Five months earlier, a heart attack and internal bleeding from a stomach ulcer almost killed me. But after regaining my health and strength and being accepted into university to do a post-graduate journalism degree I felt confident enough to join an internet dating site.

Despite writing in my online dating bio that I enjoyed taking long walks along the beach because it calmed my mind, I still managed to get a response from a woman named Dimitra.

After a few weeks of internet chatting we arranged to meet. However two evenings before the big night I started experiencing severe pain in my stomach which lasted for hours.

I tried to remedy it with a concoction of freshly squeezed lemon juice and Turkish coffee, which my mum used to give me as a child. I tried it again a few hours later, and when that didn’t work I tried breathing and mindfulness. But the only thing I was extremely mindful of was that as well as my stomach pain I had started to get symptoms that felt like I was having a heart attack, so I called 000.

As soon as the ambulance arrived the pain in my stomach suddenly stopped and so did the sweating and the tightness in my chest. From writhing on the floor for hours I was now joking with one of the paramedics, a young woman, about how I would never use lemon and Turkish coffee again.

While I was relieved this episode was over, it was clear the thought of going on a date was affecting me. After getting my life back on track in other areas, I was determined that I wasn’t going to let an internet date paralyse me with fear and anxiety. But I knew that if I was to make it, I needed help.

When I look back on that date, getting through it helped me battle my anxiety and allowed me to move forward in my life. 

I went and saw my psychologist and she said all the right things. But the most crucial support I received was from my friend Daniel who I met up with in Newtown the night before I had arranged to meet Dimitra. When I told him I called the ambulance he suggested we do some reconnaissance work as that would alleviate my anxiety.

“Where are you meeting her and where is the date?” he asked. I told him I was meeting her at Newtown station and that we were having dinner at a dumpling place nearby.

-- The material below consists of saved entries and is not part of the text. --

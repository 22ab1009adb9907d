//! CLI presenter for output formatting

use colored::*;
use indicatif::{ProgressBar, ProgressStyle};

use crate::application::ports::RecorderEvent;
use crate::application::HealthReport;
use crate::domain::recording::RecordingStatus;

/// Presenter for CLI output formatting
pub struct Presenter {
    spinner: Option<ProgressBar>,
}

impl Presenter {
    /// Create a new presenter
    pub fn new() -> Self {
        Self { spinner: None }
    }

    /// Start a spinner with message
    pub fn start_spinner(&mut self, message: &str) {
        let spinner = ProgressBar::new_spinner();
        let style = ProgressStyle::default_spinner()
            .tick_chars("⠋⠙⠹⠸⠼⠴⠦⠧⠇⠏")
            .template("{spinner:.cyan} {msg}")
            .unwrap_or_else(|_| ProgressStyle::default_spinner());
        spinner.set_style(style);
        spinner.set_message(message.to_string());
        spinner.enable_steady_tick(std::time::Duration::from_millis(80));
        self.spinner = Some(spinner);
    }

    /// Mark spinner as success and finish
    pub fn spinner_success(&mut self, message: &str) {
        if let Some(spinner) = self.spinner.take() {
            spinner.finish_with_message(format!("{} {}", "✓".green(), message));
        }
    }

    /// Mark spinner as failed and finish
    pub fn spinner_fail(&mut self, message: &str) {
        if let Some(spinner) = self.spinner.take() {
            spinner.finish_with_message(format!("{} {}", "✗".red(), message));
        }
    }

    /// Print info message to stderr
    pub fn info(&self, message: &str) {
        eprintln!("{} {}", "ℹ".cyan(), message);
    }

    /// Print success message to stderr
    pub fn success(&self, message: &str) {
        eprintln!("{} {}", "✓".green(), message);
    }

    /// Print warning message to stderr
    pub fn warn(&self, message: &str) {
        eprintln!("{} {}", "⚠".yellow(), message);
    }

    /// Print error message to stderr
    pub fn error(&self, message: &str) {
        eprintln!("{} {}", "✗".red(), message);
    }

    /// Output text to stdout (paths and machine-readable results)
    pub fn output(&self, text: &str) {
        println!("{}", text);
    }

    /// Print daemon status
    pub fn daemon_status(&self, state: &str) {
        eprintln!("{} Daemon: {}", "●".cyan(), state);
    }

    /// Print a key-value pair (for config list)
    pub fn key_value(&self, key: &str, value: &str) {
        println!("{}: {}", key.cyan(), value);
    }

    /// Human-readable recording status
    pub fn status(&self, status: &RecordingStatus) {
        if status.recording {
            let elapsed = status
                .elapsed_whole_secs()
                .map(format_elapsed)
                .unwrap_or_else(|| "--:--".to_string());
            println!(
                "{} Recording {} ({})",
                "●".red(),
                elapsed.bold(),
                status.backend
            );
        } else {
            println!("{} {}", "○".dimmed(), status.state.as_str().to_uppercase());
        }
        if let Some(file) = &status.file {
            self.key_value("file", &file.display().to_string());
        }
        if let Some(raw) = status.raw_file.as_ref().filter(|r| Some(*r) != status.file.as_ref()) {
            self.key_value("raw_file", &raw.display().to_string());
        }
        if let Some(started) = &status.started_at {
            self.key_value("started_at", &started.format("%Y-%m-%d %H:%M:%S").to_string());
        }
        if let Some(alive) = status.backend_alive {
            self.key_value("backend_alive", &alive.to_string());
        }
        if let Some(last) = &status.last_file {
            self.key_value("last_file", &last.display().to_string());
        }
    }

    /// Human-readable health report
    pub fn health(&self, report: &HealthReport) {
        self.key_value("state", report.state.as_str());
        for (name, available) in &report.backends {
            self.backend_line(name, *available);
        }
        let storage = &report.storage;
        if storage.available {
            let location = if storage.removable { "usb" } else { "local" };
            self.key_value("storage", location);
            if let Some(videos) = &storage.videos {
                self.key_value("videos", &videos.display().to_string());
            }
            if let Some(photos) = &storage.photos {
                self.key_value("photos", &photos.display().to_string());
            }
        } else {
            let reason = storage.error.as_deref().unwrap_or("unknown error");
            println!("{}: {} ({})", "storage".cyan(), "unavailable".red(), reason);
        }
    }

    /// One backend availability line
    pub fn backend_line(&self, name: &str, available: bool) {
        let mark = if available { "✓".green() } else { "✗".red() };
        println!("{} {}", mark, name);
    }

    /// One line per streamed event
    pub fn event(&self, event: &RecorderEvent) {
        let line = match event {
            RecorderEvent::RecordingStarted { backend, file, .. } => {
                format!("{} started ({}) {}", "●".red(), backend, file.display())
            }
            RecorderEvent::RecordingStopping { backend } => {
                format!("{} stopping ({})", "◐".yellow(), backend)
            }
            RecorderEvent::RecordingStopped {
                file, finalized, ..
            } => {
                let note = if *finalized { "" } else { " [raw kept]" };
                format!("{} stopped {}{}", "○".green(), file.display(), note)
            }
            RecorderEvent::FinalizeWarning { raw_file, reason } => {
                format!("{} {}: {}", "⚠".yellow(), raw_file.display(), reason)
            }
            RecorderEvent::PhotoCaptured { backend, file } => {
                format!("{} photo ({}) {}", "◆".cyan(), backend, file.display())
            }
        };
        println!("{}", line);
    }
}

impl Default for Presenter {
    fn default() -> Self {
        Self::new()
    }
}

/// `mm:ss`, or `h:mm:ss` past an hour
pub fn format_elapsed(secs: u64) -> String {
    let (h, m, s) = (secs / 3600, secs / 60 % 60, secs % 60);
    if h > 0 {
        format!("{}:{:02}:{:02}", h, m, s)
    } else {
        format!("{:02}:{:02}", m, s)
    }
}
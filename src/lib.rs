//! SkyCam - remote photo and video capture controller
//!
//! Drives whichever camera stack a drone or rover payload offers (native
//! V4L2, the libcamera tools, ffmpeg, or a synthetic test pattern) behind
//! one recording state machine, and serves it over a local control socket.
//!
//! # Architecture
//!
//! The crate follows hexagonal (ports & adapters) architecture:
//!
//! - **Domain**: Value objects, the recording state machine, file naming and errors
//! - **Application**: Use cases (recording controller, photo capture) and port traits
//! - **Infrastructure**: Adapter implementations (capture backends, ffmpeg, storage, etc.)
//! - **CLI**: Command-line interface, daemon runner, socket protocol and signal handling

pub mod application;
pub mod cli;
pub mod domain;
pub mod infrastructure;
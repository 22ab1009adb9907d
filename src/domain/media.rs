//! Media file naming: sanitization, safe joins and default names

use std::path::{Component, Path, PathBuf};

use chrono::{DateTime, Local};

use crate::domain::error::PathError;

/// Extensions accepted for still images; the first one is the default
pub const PHOTO_EXTENSIONS: &[&str] = &["jpg", "jpeg", "png"];

/// Longest accepted file name, in bytes
pub const MAX_NAME_LEN: usize = 200;

/// Replace every character outside `[A-Za-z0-9._-]` with `_`
fn replace_unsafe_chars(name: &str) -> String {
    name.chars()
        .map(|c| {
            if c.is_ascii_alphanumeric() || matches!(c, '.' | '_' | '-') {
                c
            } else {
                '_'
            }
        })
        .collect()
}

/// Split off a trailing extension like `.mp4`; dot-only prefixes are not stems
fn split_extension(name: &str) -> (&str, Option<&str>) {
    match name.rsplit_once('.') {
        Some((stem, ext))
            if !ext.is_empty()
                && ext.len() <= 5
                && ext.chars().all(|c| c.is_ascii_alphanumeric())
                && stem.chars().any(|c| c != '.') =>
        {
            (stem, Some(ext))
        }
        _ => (name, None),
    }
}

fn check_stem(original: &str, stem: &str) -> Result<(), PathError> {
    if stem.is_empty() || stem.chars().all(|c| c == '.') {
        return Err(PathError::InvalidName(original.to_string()));
    }
    if stem.len() > MAX_NAME_LEN {
        return Err(PathError::TooLong(stem.len()));
    }
    Ok(())
}

/// Sanitize a recording basename. Any extension is dropped because the
/// backend decides the container.
pub fn sanitize_basename(name: &str) -> Result<String, PathError> {
    let trimmed = name.trim();
    if trimmed.is_empty() {
        return Err(PathError::Empty);
    }
    let safe = replace_unsafe_chars(trimmed);
    let (stem, _) = split_extension(&safe);
    check_stem(name, stem)?;
    Ok(stem.to_string())
}

/// Sanitize a photo file name, keeping an allowed image extension or
/// substituting `.jpg`
pub fn sanitize_photo_name(name: &str) -> Result<String, PathError> {
    let trimmed = name.trim();
    if trimmed.is_empty() {
        return Err(PathError::Empty);
    }
    let safe = replace_unsafe_chars(trimmed);
    let (stem, ext) = split_extension(&safe);
    check_stem(name, stem)?;

    let ext = ext
        .map(|e| e.to_ascii_lowercase())
        .filter(|e| PHOTO_EXTENSIONS.contains(&e.as_str()))
        .unwrap_or_else(|| PHOTO_EXTENSIONS[0].to_string());

    Ok(format!("{}.{}", stem, ext))
}

/// Join a relative name onto a media root, refusing anything that could
/// resolve outside of it
pub fn secure_join(root: &Path, name: &str) -> Result<PathBuf, PathError> {
    if name.trim().is_empty() {
        return Err(PathError::Empty);
    }

    let mut joined = root.to_path_buf();
    let mut pushed = false;
    for component in Path::new(name).components() {
        match component {
            Component::Normal(part) => {
                joined.push(part);
                pushed = true;
            }
            Component::CurDir => {}
            Component::ParentDir | Component::RootDir | Component::Prefix(_) => {
                return Err(PathError::Traversal(name.to_string()));
            }
        }
    }

    if !pushed || !joined.starts_with(root) {
        return Err(PathError::Traversal(name.to_string()));
    }
    Ok(joined)
}

/// `<prefix>_YYYYmmdd_HHMMSS`
pub fn timestamped_basename(prefix: &str, now: DateTime<Local>) -> String {
    format!("{}_{}", prefix, now.format("%Y%m%d_%H%M%S"))
}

“Right, let’s go to the station and walk to the dumpling place so you can see in your mind that it’s not that big of a deal,” he suggested.  When we arrived at the station Daniel joked that I should hold up a sign with my date’s name like limousine drivers do when picking up people from the airport.

“Yeah right,” I said. “I should just write in thick black texta DIMITRA - that won’t be awkward at all.” “Yes, do that!” he said. “Meet me tomorrow at a newsagent and we will get some supplies.” I thought he was joking but when he called the next day he was serious.

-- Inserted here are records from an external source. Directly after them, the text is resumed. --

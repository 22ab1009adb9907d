//! In-process capture worker: a dedicated thread that pulls frames from a
//! source and appends them to the raw file

use std::fs::File;
use std::io::{BufWriter, Write};
use std::path::{Path, PathBuf};
use std::sync::atomic::{AtomicBool, Ordering};
use std::sync::Arc;
use std::thread;
use std::time::Duration as StdDuration;

use async_trait::async_trait;
use tokio::sync::oneshot;
use tokio::time::timeout;
use tracing::{debug, info, warn};

use crate::application::ports::{
    BackendError, RecordingHandle, StopMethod, TeardownReport, TeardownWarning,
};
use crate::domain::backend::{BackendKind, BackendShape};

/// Bound on joining the capture thread at teardown
pub const JOIN_TIMEOUT: StdDuration = StdDuration::from_secs(5);

/// Bound on waiting for the first frame
pub const READY_TIMEOUT: StdDuration = StdDuration::from_secs(10);

/// A blocking frame producer owned by the capture thread
pub trait FrameSource {
    /// Block until the next encoded frame is available.
    ///
    /// Returns `Ok(None)` when nothing arrived within the source's poll
    /// interval, so the capture thread can look at its stop flag.
    fn next_frame(&mut self) -> Result<Option<Vec<u8>>, String>;

    /// End streaming
    fn stop(&mut self) -> Result<(), String> {
        Ok(())
    }

    /// Release the device. Attempted even when `stop` failed.
    fn close(&mut self) -> Result<(), String> {
        Ok(())
    }
}

/// What the capture thread reports when it ends
#[derive(Debug, Default)]
struct WorkerSummary {
    frames: u64,
    error: Option<String>,
    stop_error: Option<String>,
    close_error: Option<String>,
}

pub type SourceOpener = Box<dyn FnOnce() -> Result<Box<dyn FrameSource>, String> + Send>;

/// Handle to a running capture thread
pub struct FrameWorker {
    kind: BackendKind,
    stop: Arc<AtomicBool>,
    thread: Option<thread::JoinHandle<WorkerSummary>>,
}

impl FrameWorker {
    /// Spawn the capture thread and wait until the first frame is on disk.
    ///
    /// `open` runs on the capture thread, so the source never crosses threads.
    pub async fn start(
        kind: BackendKind,
        raw_path: &Path,
        open: SourceOpener,
    ) -> Result<Self, BackendError> {
        let stop = Arc::new(AtomicBool::new(false));
        let (ready_tx, ready_rx) = oneshot::channel();
        let path = raw_path.to_path_buf();
        let thread_stop = Arc::clone(&stop);

        let thread = thread::Builder::new()
            .name(format!("{}-capture", kind))
            .spawn(move || capture_loop(kind, path, open, thread_stop, ready_tx))
            .map_err(|e| BackendError::StartFailed(e.to_string()))?;

        let mut worker = Self {
            kind,
            stop,
            thread: Some(thread),
        };

        let failure = match timeout(READY_TIMEOUT, ready_rx).await {
            Ok(Ok(Ok(()))) => return Ok(worker),
            Ok(Ok(Err(reason))) => BackendError::Device(reason),
            Ok(Err(_)) => BackendError::StartFailed("capture thread ended early".to_string()),
            Err(_) => BackendError::Timeout(READY_TIMEOUT.as_secs()),
        };

        // Release whatever the thread managed to acquire
        let report = worker.teardown().await;
        for warning in report.warnings {
            debug!(backend = %kind, %warning, "cleanup after failed start");
        }
        Err(failure)
    }

    fn request_stop(&self) {
        self.stop.store(true, Ordering::SeqCst);
    }
}

impl Drop for FrameWorker {
    fn drop(&mut self) {
        self.request_stop();
    }
}

fn capture_loop(
    kind: BackendKind,
    path: PathBuf,
    open: SourceOpener,
    stop: Arc<AtomicBool>,
    ready: oneshot::Sender<Result<(), String>>,
) -> WorkerSummary {
    let mut ready = Some(ready);
    let mut summary = WorkerSummary::default();

    let fail = |ready: &mut Option<oneshot::Sender<Result<(), String>>>, reason: String| {
        if let Some(tx) = ready.take() {
            let _ = tx.send(Err(reason.clone()));
        }
        reason
    };

    let mut source = match open() {
        Ok(source) => source,
        Err(e) => {
            summary.error = Some(fail(&mut ready, e));
            return summary;
        }
    };

    let mut out = match File::create(&path) {
        Ok(file) => BufWriter::new(file),
        Err(e) => {
            summary.error = Some(fail(&mut ready, format!("{}: {}", path.display(), e)));
            summary.close_error = source.close().err();
            return summary;
        }
    };

    while !stop.load(Ordering::SeqCst) {
        let frame = match source.next_frame() {
            Ok(Some(frame)) => frame,
            Ok(None) => continue,
            Err(e) => {
                summary.error = Some(fail(&mut ready, e));
                break;
            }
        };
        if let Err(e) = out.write_all(&frame) {
            summary.error = Some(fail(&mut ready, e.to_string()));
            break;
        }
        summary.frames += 1;

        if let Some(tx) = ready.take() {
            if let Err(e) = out.flush() {
                summary.error = Some(fail(&mut Some(tx), e.to_string()));
                break;
            }
            let _ = tx.send(Ok(()));
            info!(backend = %kind, path = %path.display(), "first frame written");
        }
    }

    if let Err(e) = out.flush().and_then(|_| out.get_ref().sync_all()) {
        warn!(backend = %kind, error = %e, "failed to flush capture file");
    }
    summary.stop_error = source.stop().err();
    summary.close_error = source.close().err();
    summary
}

#[async_trait]
impl RecordingHandle for FrameWorker {
    fn kind(&self) -> BackendKind {
        self.kind
    }

    fn is_alive(&mut self) -> bool {
        self.thread.as_ref().is_some_and(|t| !t.is_finished())
    }

    async fn teardown(&mut self) -> TeardownReport {
        self.request_stop();
        let Some(thread) = self.thread.take() else {
            return TeardownReport::clean(StopMethod::AlreadyExited);
        };

        let joined = timeout(JOIN_TIMEOUT, tokio::task::spawn_blocking(move || thread.join())).await;
        let summary = match joined {
            Ok(Ok(Ok(summary))) => summary,
            Ok(Ok(Err(_))) => {
                return TeardownReport {
                    method: StopMethod::Abandoned,
                    warnings: vec![TeardownWarning::WorkerFailed(
                        "capture thread panicked".to_string(),
                    )],
                }
            }
            Ok(Err(e)) => {
                return TeardownReport {
                    method: StopMethod::Abandoned,
                    warnings: vec![TeardownWarning::WorkerFailed(e.to_string())],
                }
            }
            Err(_) => {
                return TeardownReport {
                    method: StopMethod::Abandoned,
                    warnings: vec![TeardownWarning::WorkerJoinTimedOut],
                }
            }
        };

        debug!(backend = %self.kind, frames = summary.frames, "capture thread finished");
        let mut warnings = Vec::new();
        if let Some(e) = summary.error {
            warnings.push(TeardownWarning::WorkerFailed(e));
        }
        if let Some(e) = summary.stop_error {
            warnings.push(TeardownWarning::StopFailed(e));
        }
        if let Some(e) = summary.close_error {
            warnings.push(TeardownWarning::CloseFailed(e));
        }

        let method = match self.kind.shape() {
            BackendShape::Native => StopMethod::Closed,
            _ => StopMethod::Joined,
        };
        TeardownReport { method, warnings }
    }
}

#[cfg(test)]
mod tests {
    use super::*;
    use tempfile::TempDir;

    struct Counter {
        n: u8,
        fail_after: Option<u8>,
        fail_stop: bool,
    }

    impl FrameSource for Counter {
        fn next_frame(&mut self) -> Result<Option<Vec<u8>>, String> {
            if self.fail_after == Some(self.n) {
                return Err("sensor unplugged".to_string());
            }
            self.n = self.n.wrapping_add(1);
            thread::sleep(StdDuration::from_millis(10));
            Ok(Some(vec![self.n; 4]))
        }

        fn stop(&mut self) -> Result<(), String> {
            if self.fail_stop {
                Err("VIDIOC_STREAMOFF failed".to_string())
            } else {
                Ok(())
            }
        }
    }

    fn opener(fail_after: Option<u8>, fail_stop: bool) -> SourceOpener {
        Box::new(move || {
            Ok(Box::new(Counter {
                n: 0,
                fail_after,
                fail_stop,
            }) as Box<dyn FrameSource>)
        })
    }

    #[tokio::test]
    async fn writes_frames_until_stopped() {
        let dir = TempDir::new().unwrap();
        let path = dir.path().join("out.mjpeg");

        let mut worker = FrameWorker::start(BackendKind::Software, &path, opener(None, false))
            .await
            .unwrap();
        // Ready means the first frame is already on disk
        assert!(std::fs::metadata(&path).unwrap().len() >= 4);
        assert!(worker.is_alive());

        tokio::time::sleep(StdDuration::from_millis(50)).await;
        let report = worker.teardown().await;
        assert_eq!(report.method, StopMethod::Joined);
        assert!(report.warnings.is_empty());
        assert!(!worker.is_alive());
        assert!(std::fs::metadata(&path).unwrap().len() > 4);
    }

    #[tokio::test]
    async fn open_failure_is_start_failure() {
        let dir = TempDir::new().unwrap();
        let path = dir.path().join("out.h264");
        let open: SourceOpener = Box::new(|| Err("no such device".to_string()));

        let err = FrameWorker::start(BackendKind::V4l2, &path, open)
            .await
            .err()
            .unwrap();
        assert!(matches!(err, BackendError::Device(ref r) if r == "no such device"));
        assert!(!path.exists());
    }

    #[tokio::test]
    async fn first_frame_failure_is_start_failure() {
        let dir = TempDir::new().unwrap();
        let path = dir.path().join("out.h264");
        let err = FrameWorker::start(BackendKind::V4l2, &path, opener(Some(0), false))
            .await
            .err()
            .unwrap();
        assert!(matches!(err, BackendError::Device(_)));
    }

    #[tokio::test]
    async fn native_teardown_reports_stop_failure_and_still_closes() {
        let dir = TempDir::new().unwrap();
        let path = dir.path().join("out.h264");
        let mut worker = FrameWorker::start(BackendKind::V4l2, &path, opener(None, true))
            .await
            .unwrap();

        let report = worker.teardown().await;
        assert_eq!(report.method, StopMethod::Closed);
        assert_eq!(
            report.warnings,
            vec![TeardownWarning::StopFailed("VIDIOC_STREAMOFF failed".to_string())]
        );

        let again = worker.teardown().await;
        assert_eq!(again.method, StopMethod::AlreadyExited);
    }

    /// Delivers one frame, then stalls like a sensor that stopped streaming
    struct Stalled {
        sent: bool,
    }

    impl FrameSource for Stalled {
        fn next_frame(&mut self) -> Result<Option<Vec<u8>>, String> {
            if !self.sent {
                self.sent = true;
                return Ok(Some(vec![0xff; 8]));
            }
            thread::sleep(StdDuration::from_millis(20));
            Ok(None)
        }
    }

    #[tokio::test]
    async fn stalled_source_still_joins() {
        let dir = TempDir::new().unwrap();
        let path = dir.path().join("out.h264");
        let open: SourceOpener =
            Box::new(|| Ok(Box::new(Stalled { sent: false }) as Box<dyn FrameSource>));
        let mut worker = FrameWorker::start(BackendKind::V4l2, &path, open)
            .await
            .unwrap();

        tokio::time::sleep(StdDuration::from_millis(100)).await;
        let started = std::time::Instant::now();
        let report = worker.teardown().await;
        assert_eq!(report.method, StopMethod::Closed);
        assert!(report.warnings.is_empty());
        assert!(started.elapsed() < StdDuration::from_secs(1));
        assert_eq!(std::fs::metadata(&path).unwrap().len(), 8);
    }
}
//! Remux port interface

use std::path::Path;

use async_trait::async_trait;
use thiserror::Error;

/// Remux errors
#[derive(Debug, Clone, Error)]
pub enum RemuxError {
    #[error("Remux tool not available")]
    Unavailable,

    #[error("Remux failed: {0}")]
    Failed(String),

    #[error("Remux timed out after {0}s")]
    TimedOut(u64),
}

/// Port for repackaging a raw elementary stream into a container
/// without re-encoding
#[async_trait]
pub trait Remuxer: Send + Sync {
    /// Whether the underlying tool was found at startup
    fn is_available(&self) -> bool;

    /// Stream-copy `raw` into `target` at the declared frame rate
    async fn remux(&self, raw: &Path, target: &Path, fps: u32) -> Result<(), RemuxError>;
}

So here I am at Newtown station holding up the sign in front of the peak hour commute wondering what on earth I have done. Suddenly I hear a voice ask, “are you Con?”

Oh no! I wasn’t holding up the sign. I missed my big moment! I belatedly hold up the sign and say: “Here, this is for you. It was supposed to be like I was meeting you at an airport but I stuffed up.” She laughed and said, “Oh my god no-one has ever done anything like that for me before. That’s funny.”

I was so relieved. My peacocking was done. Sure I lived at home with my parents, was unemployed and was a nervous wreck but surely that comedic gesture crossed out all those red dating flags, right?

As the date went on I relaxed a little and the anxiety, while still there, dissipated and I felt I could be myself. Near the end of the night Dimitra told me that she had been doing online dating for over a decade. When I told her I had never done this before she was shocked, “What? This your first ever internet date? You’ve hit the jackpot buddy!” 

When I look back on that date, which was four and half years ago, getting through it helped me battle my anxiety and allowed me to move forward in my life.

When I got home from that first date Dimitra sent me a text with a photo of the sign watching TV on the couch, cooking and doing the dishes. She took my original joke and ran with it. I knew then that I hit the jackpot.

At our wedding speech Dimitra said that on our first date she could feel my vulnerability and my passion. Yes that’s right – the sign worked!